Hastings Furniture Service: the first 25 years

Hastings Furniture Service has been making its presence felt in town for 25 years – its mission is to provide affordable furniture and electrical goods to low-income families. Among its other activities it provides training in relevant skills such as furniture restoration for the unemployed and unqualified, and opportunities for volunteers to make a worthwhile contribution. Comedian Mark Thomas is also part of the story, as chief executive Naomi Ridley explained to Nick Terdre.

Hastings Furniture Service – HFS – has a straight-forward business plan, selling second-hand furniture and electrical goods at prices which low-income families can afford. In fact anyone can buy from them, but people on benefits get a 30% discount and students and pensioners 10% off, while the rest pay full-price.

The organisation is clearly making a difference – last year some 300 tons of goods found new owners in this way, with some 4,000 low-income families in the Hastings and Rother areas the beneficiaries.

A good selection of furniture and electrical goods is available at the two stores in Hastings and Bexhill, but turnover is high and demand is strong. The charity’s three vans – two working out of Hastings and one in Bexhill – are constantly on the go, collecting and delivering. “We always need more stuff, particularly essential items like cookers and fridges,” says Naomi. “And we’ve been short of wardrobes for a while.”

Every effort is made on behalf of low-income customers.

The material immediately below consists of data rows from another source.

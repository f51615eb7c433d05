use once_cell::sync::Lazy;
use serde::{Deserialize, Serialize};
use std::env;

#[derive(Debug, Clone, Serialize, Deserialize)]
pub struct AppConfig {
    pub environment: Environment,
    pub database: DatabaseConfig,
    pub api: ApiConfig,
    pub tenancy: TenancyConfig,
}

#[derive(Debug, Clone, Serialize, Deserialize)]
pub enum Environment {
    Development,
    Staging,
    Production,
}

#[derive(Debug, Clone, Serialize, Deserialize)]
pub struct DatabaseConfig {
    pub url: Option<String>,
    pub max_connections: u32,
    pub acquire_timeout_secs: u64,
    pub enable_query_logging: bool,
}

#[derive(Debug, Clone, Serialize, Deserialize)]
pub struct ApiConfig {
    pub port: u16,
    pub request_timeout_secs: u64,
    pub enable_request_logging: bool,
    pub cors_origins: Vec<String>,
}

/// How long the isolation variable lives on the storage session
#[derive(Debug, Clone, Copy, PartialEq, Eq, Serialize, Deserialize)]
#[serde(rename_all = "lowercase")]
pub enum BindingScope {
    /// `set_config(..., true)` inside a per-call transaction; released at COMMIT/ROLLBACK
    Transaction,
    /// `set_config(..., false)` on a pooled connection; released by an explicit RESET
    Session,
}

impl std::str::FromStr for BindingScope {
    type Err = String;

    fn from_str(s: &str) -> Result<Self, Self::Err> {
        match s.trim().to_ascii_lowercase().as_str() {
            "transaction" | "tx" => Ok(BindingScope::Transaction),
            "session" => Ok(BindingScope::Session),
            other => Err(format!("unknown binding scope '{}'", other)),
        }
    }
}

#[derive(Debug, Clone, Serialize, Deserialize)]
pub struct TenancyConfig {
    pub tenant_header: String,
    pub correlation_header: String,
    pub exempt_prefixes: Vec<String>,
    pub creation_path_pattern: String,
    pub isolation_variable: String,
    pub binding_scope: BindingScope,
    pub error_base_uri: String,
}

impl Default for TenancyConfig {
    fn default() -> Self {
        Self {
            tenant_header: "X-Tenant-Id".to_string(),
            correlation_header: "X-Request-ID".to_string(),
            exempt_prefixes: vec![
                "/health".to_string(),
                "/api/v1/health".to_string(),
                "/actuator".to_string(),
            ],
            creation_path_pattern: r"^/api/v\d+/organizations/?$".to_string(),
            isolation_variable: "app.current_tenant_id".to_string(),
            binding_scope: BindingScope::Transaction,
            error_base_uri: "https://api.tag-service.com/errors".to_string(),
        }
    }
}

impl AppConfig {
    pub fn from_env() -> Self {
        let environment = match env::var("APP_ENV").as_deref() {
            Ok("production") | Ok("prod") => Environment::Production,
            Ok("staging") | Ok("stage") => Environment::Staging,
            _ => Environment::Development,
        };

        // Set defaults based on environment, then override with specific env vars
        match environment {
            Environment::Production => Self::production(),
            Environment::Staging => Self::staging(),
            Environment::Development => Self::development(),
        }
        .with_env_overrides()
    }

    fn with_env_overrides(mut self) -> Self {
        // Database overrides
        if let Ok(v) = env::var("DATABASE_URL") {
            self.database.url = Some(v);
        }
        if let Ok(v) = env::var("DATABASE_MAX_CONNECTIONS") {
            self.database.max_connections = v.parse().unwrap_or(self.database.max_connections);
        }
        if let Ok(v) = env::var("DATABASE_ACQUIRE_TIMEOUT_SECS") {
            self.database.acquire_timeout_secs = v.parse().unwrap_or(self.database.acquire_timeout_secs);
        }
        if let Ok(v) = env::var("DATABASE_ENABLE_QUERY_LOGGING") {
            self.database.enable_query_logging = v.parse().unwrap_or(self.database.enable_query_logging);
        }

        // API overrides (PORT is honoured for platform deployments)
        if let Some(v) = env::var("API_PORT").ok().or_else(|| env::var("PORT").ok()) {
            self.api.port = v.parse().unwrap_or(self.api.port);
        }
        if let Ok(v) = env::var("API_REQUEST_TIMEOUT_SECS") {
            self.api.request_timeout_secs = v.parse().unwrap_or(self.api.request_timeout_secs);
        }
        if let Ok(v) = env::var("API_ENABLE_REQUEST_LOGGING") {
            self.api.enable_request_logging = v.parse().unwrap_or(self.api.enable_request_logging);
        }
        if let Ok(v) = env::var("API_CORS_ORIGINS") {
            self.api.cors_origins = split_list(&v);
        }

        // Tenancy overrides
        if let Ok(v) = env::var("TENANCY_TENANT_HEADER") {
            self.tenancy.tenant_header = v;
        }
        if let Ok(v) = env::var("TENANCY_CORRELATION_HEADER") {
            self.tenancy.correlation_header = v;
        }
        if let Ok(v) = env::var("TENANCY_EXEMPT_PREFIXES") {
            self.tenancy.exempt_prefixes = split_list(&v);
        }
        if let Ok(v) = env::var("TENANCY_CREATION_PATH_PATTERN") {
            self.tenancy.creation_path_pattern = v;
        }
        if let Ok(v) = env::var("TENANCY_ISOLATION_VARIABLE") {
            self.tenancy.isolation_variable = v;
        }
        if let Ok(v) = env::var("TENANCY_BINDING_SCOPE") {
            match v.parse() {
                Ok(scope) => self.tenancy.binding_scope = scope,
                Err(e) => tracing::warn!("Ignoring TENANCY_BINDING_SCOPE: {}", e),
            }
        }
        if let Ok(v) = env::var("TENANCY_ERROR_BASE_URI") {
            self.tenancy.error_base_uri = v;
        }

        self
    }

    fn development() -> Self {
        Self {
            environment: Environment::Development,
            database: DatabaseConfig {
                url: None,
                max_connections: 10,
                acquire_timeout_secs: 30,
                enable_query_logging: true,
            },
            api: ApiConfig {
                port: 3000,
                request_timeout_secs: 60,
                enable_request_logging: true,
                cors_origins: vec!["http://localhost:3000".to_string(), "http://localhost:5173".to_string()],
            },
            tenancy: TenancyConfig::default(),
        }
    }

    fn staging() -> Self {
        Self {
            environment: Environment::Staging,
            database: DatabaseConfig {
                url: None,
                max_connections: 20,
                acquire_timeout_secs: 10,
                enable_query_logging: true,
            },
            api: ApiConfig {
                port: 8080,
                request_timeout_secs: 30,
                enable_request_logging: true,
                cors_origins: vec!["https://staging.example.com".to_string()],
            },
            tenancy: TenancyConfig::default(),
        }
    }

    fn production() -> Self {
        Self {
            environment: Environment::Production,
            database: DatabaseConfig {
                url: None,
                max_connections: 50,
                acquire_timeout_secs: 5,
                enable_query_logging: false,
            },
            api: ApiConfig {
                port: 8080,
                request_timeout_secs: 15,
                enable_request_logging: false,
                cors_origins: vec!["https://app.example.com".to_string()],
            },
            tenancy: TenancyConfig::default(),
        }
    }
}

fn split_list(raw: &str) -> Vec<String> {
    raw.split(',')
        .map(|s| s.trim().to_string())
        .filter(|s| !s.is_empty())
        .collect()
}

// Global singleton config - initialized once at startup
pub static CONFIG: Lazy<AppConfig> = Lazy::new(AppConfig::from_env);

// Convenience function for accessing config
pub fn config() -> &'static AppConfig {
    &CONFIG
}

#[macro_export]
macro_rules! is_production {
    () => {
        matches!($crate::config::CONFIG.environment, $crate::config::Environment::Production)
    };
}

Delivery is free, while those paying full-price are charged a modest £5. Although credit is not available, if you can’t pay in one go, you can do so by instalments – but you don’t get the goods until you’ve paid the whole sum. “That way we’re not getting anyone into any further debt,” says Naomi, who has been with HFS since 2002.

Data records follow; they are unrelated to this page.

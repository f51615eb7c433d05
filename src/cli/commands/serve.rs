use crate::app;
use crate::config::config;
use crate::database::DatabaseManager;

pub async fn handle(port: Option<u16>) -> anyhow::Result<()> {
    let config = config();
    tracing::info!("Starting tag service in {:?} mode", config.environment);

    let db = DatabaseManager::connect(&config.database).await?;
    let router = app::app(config, db.clone())?;

    let port = port.unwrap_or(config.api.port);
    let bind_addr = format!("0.0.0.0:{}", port);
    let listener = tokio::net::TcpListener::bind(&bind_addr).await?;
    tracing::info!(
        "Listening on http://{} (tenant header {}, {:?}-scoped binding)",
        bind_addr,
        config.tenancy.tenant_header,
        config.tenancy.binding_scope
    );

    axum::serve(listener, router)
        .with_graceful_shutdown(shutdown_signal())
        .await?;

    db.close().await;
    Ok(())
}

async fn shutdown_signal() {
    if let Err(e) = tokio::signal::ctrl_c().await {
        tracing::error!("Failed to listen for shutdown signal: {}", e);
    }
    tracing::info!("Shutdown signal received");
}
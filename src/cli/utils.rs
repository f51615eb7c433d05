use serde::Serialize;
use serde_json::json;

use crate::cli::OutputFormat;

/// Output a success message in the appropriate format
pub fn output_success(output_format: &OutputFormat, message: &str) -> anyhow::Result<()> {
    match output_format {
        OutputFormat::Json => {
            let response = json!({
                "success": true,
                "message": message
            });
            println!("{}", serde_json::to_string_pretty(&response)?);
        }
        OutputFormat::Text => {
            println!("✓ {}", message);
        }
    }
    Ok(())
}

/// Output a single record, as JSON or as `key: value` lines
pub fn output_item<T: Serialize>(output_format: &OutputFormat, item: &T) -> anyhow::Result<()> {
    let value = serde_json::to_value(item)?;

    match output_format {
        OutputFormat::Json => {
            let response = json!({ "success": true, "data": value });
            println!("{}", serde_json::to_string_pretty(&response)?);
        }
        OutputFormat::Text => {
            if let Some(fields) = value.as_object() {
                for (key, field) in fields {
                    match field {
                        serde_json::Value::String(s) => println!("{}: {}", key, s),
                        serde_json::Value::Null => println!("{}: -", key),
                        other => println!("{}: {}", key, other),
                    }
                }
            }
        }
    }
    Ok(())
}
use sqlx::postgres::{PgConnectOptions, PgPoolOptions};
use sqlx::{ConnectOptions, Executor, PgPool};
use std::str::FromStr;
use std::time::Duration;
use thiserror::Error;
use tracing::info;

use crate::config::DatabaseConfig;
use crate::database::isolation::is_valid_setting_name;

/// Schema applied by `tag-service migrate`
const SCHEMA: &str = include_str!("../../sql/schema.sql");

/// Isolation variable the bundled row-level security policies are written against
const SCHEMA_ISOLATION_VARIABLE: &str = "app.current_tenant_id";

/// Errors from the storage collaborators
#[derive(Debug, Error)]
pub enum DatabaseError {
    #[error("Missing configuration: {0}")]
    ConfigMissing(&'static str),

    #[error("Invalid setting name: {0}")]
    InvalidSettingName(String),

    #[error("Not found: {0}")]
    NotFound(String),

    #[error("Duplicate: {0}")]
    Duplicate(String),

    #[error("Database unavailable: {0}")]
    Unavailable(String),

    #[error(transparent)]
    Sqlx(sqlx::Error),
}

impl From<sqlx::Error> for DatabaseError {
    fn from(err: sqlx::Error) -> Self {
        match &err {
            sqlx::Error::PoolTimedOut | sqlx::Error::PoolClosed | sqlx::Error::Io(_) => {
                DatabaseError::Unavailable(err.to_string())
            }
            // unique_violation
            sqlx::Error::Database(db) if db.code().as_deref() == Some("23505") => {
                DatabaseError::Duplicate(db.message().to_string())
            }
            _ => DatabaseError::Sqlx(err),
        }
    }
}

/// Owns the shared connection pool
#[derive(Clone)]
pub struct DatabaseManager {
    pool: PgPool,
}

impl DatabaseManager {
    /// Build the pool from configuration
    pub async fn connect(config: &DatabaseConfig) -> Result<Self, DatabaseError> {
        let url = config
            .url
            .as_deref()
            .ok_or(DatabaseError::ConfigMissing("DATABASE_URL"))?;

        let mut options = PgConnectOptions::from_str(url)?;
        if !config.enable_query_logging {
            options = options.disable_statement_logging();
        }

        let pool = PgPoolOptions::new()
            .max_connections(config.max_connections)
            .acquire_timeout(Duration::from_secs(config.acquire_timeout_secs))
            .connect_with(options)
            .await?;

        info!("Created database pool (max {} connections)", config.max_connections);
        Ok(Self { pool })
    }

    pub fn from_pool(pool: PgPool) -> Self {
        Self { pool }
    }

    pub fn pool(&self) -> &PgPool {
        &self.pool
    }

    /// Pings the pool to ensure connectivity
    pub async fn health_check(&self) -> Result<(), DatabaseError> {
        sqlx::query("SELECT 1").execute(&self.pool).await?;
        Ok(())
    }

    /// Apply the bundled schema (idempotent), with its policies reading `isolation_variable`
    pub async fn migrate(&self, isolation_variable: &str) -> Result<(), DatabaseError> {
        let schema = render_schema(isolation_variable)?;
        self.pool.execute(schema.as_str()).await?;
        info!("Applied database schema (isolation variable {})", isolation_variable);
        Ok(())
    }

    pub async fn close(&self) {
        self.pool.close().await;
        info!("Closed database pool");
    }
}

/// The bundled schema with its policies reading `isolation_variable`
pub fn render_schema(isolation_variable: &str) -> Result<String, DatabaseError> {
    if !is_valid_setting_name(isolation_variable) {
        return Err(DatabaseError::InvalidSettingName(isolation_variable.to_string()));
    }
    Ok(SCHEMA.replace(SCHEMA_ISOLATION_VARIABLE, isolation_variable))
}
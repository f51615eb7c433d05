// handlers/mod.rs - Route handlers
//
// Exempt:        health, organization creation
// Tenant-scoped: everything else; handlers receive `ResolvedTenant` and a
//                `TenantSession` from the pipeline

pub mod health;
pub mod organizations;
pub mod tags;

pub use health::health;
pub use organizations::{create_organization, current_organization};
pub use tags::{create_tag, list_tags};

While some customers find their own way to HFS, others are referred by different agencies, and HFS works with bodies such as East Sussex County Council and housing associations to provide goods for households in crisis.

In addition to the social value of the service, there is an environmental benefit in recycling unwanted goods which still have use in them. Collection is free, though the goods have to be in good condition.

So have austerity and the government’s clamp-down on benefits created more demand for HFS’s service? Not as much as might have been expected, in Naomi’s view.

“I think in this area there’s such a high level of unemployment already that the recession hasn’t made as much difference as you might expect,” she says. “We’ve noticed that we’re a bit busier, but since we started, we’ve been a bit busier each year. And when the economy improves, that doesn’t seem to dampen the need for affordable furniture either. Particularly in this area, the wages are so low that for a lot of people it’s really difficult all the time.”

Self-reliance

HFS provides this important service with a minimum of outside help – it used to get a small grant towards core costs from Hastings Borough Council but that has disappeared as government funding to local authorities has been drastically reduced. However Rother District Council still gives an annual grant of £2,500.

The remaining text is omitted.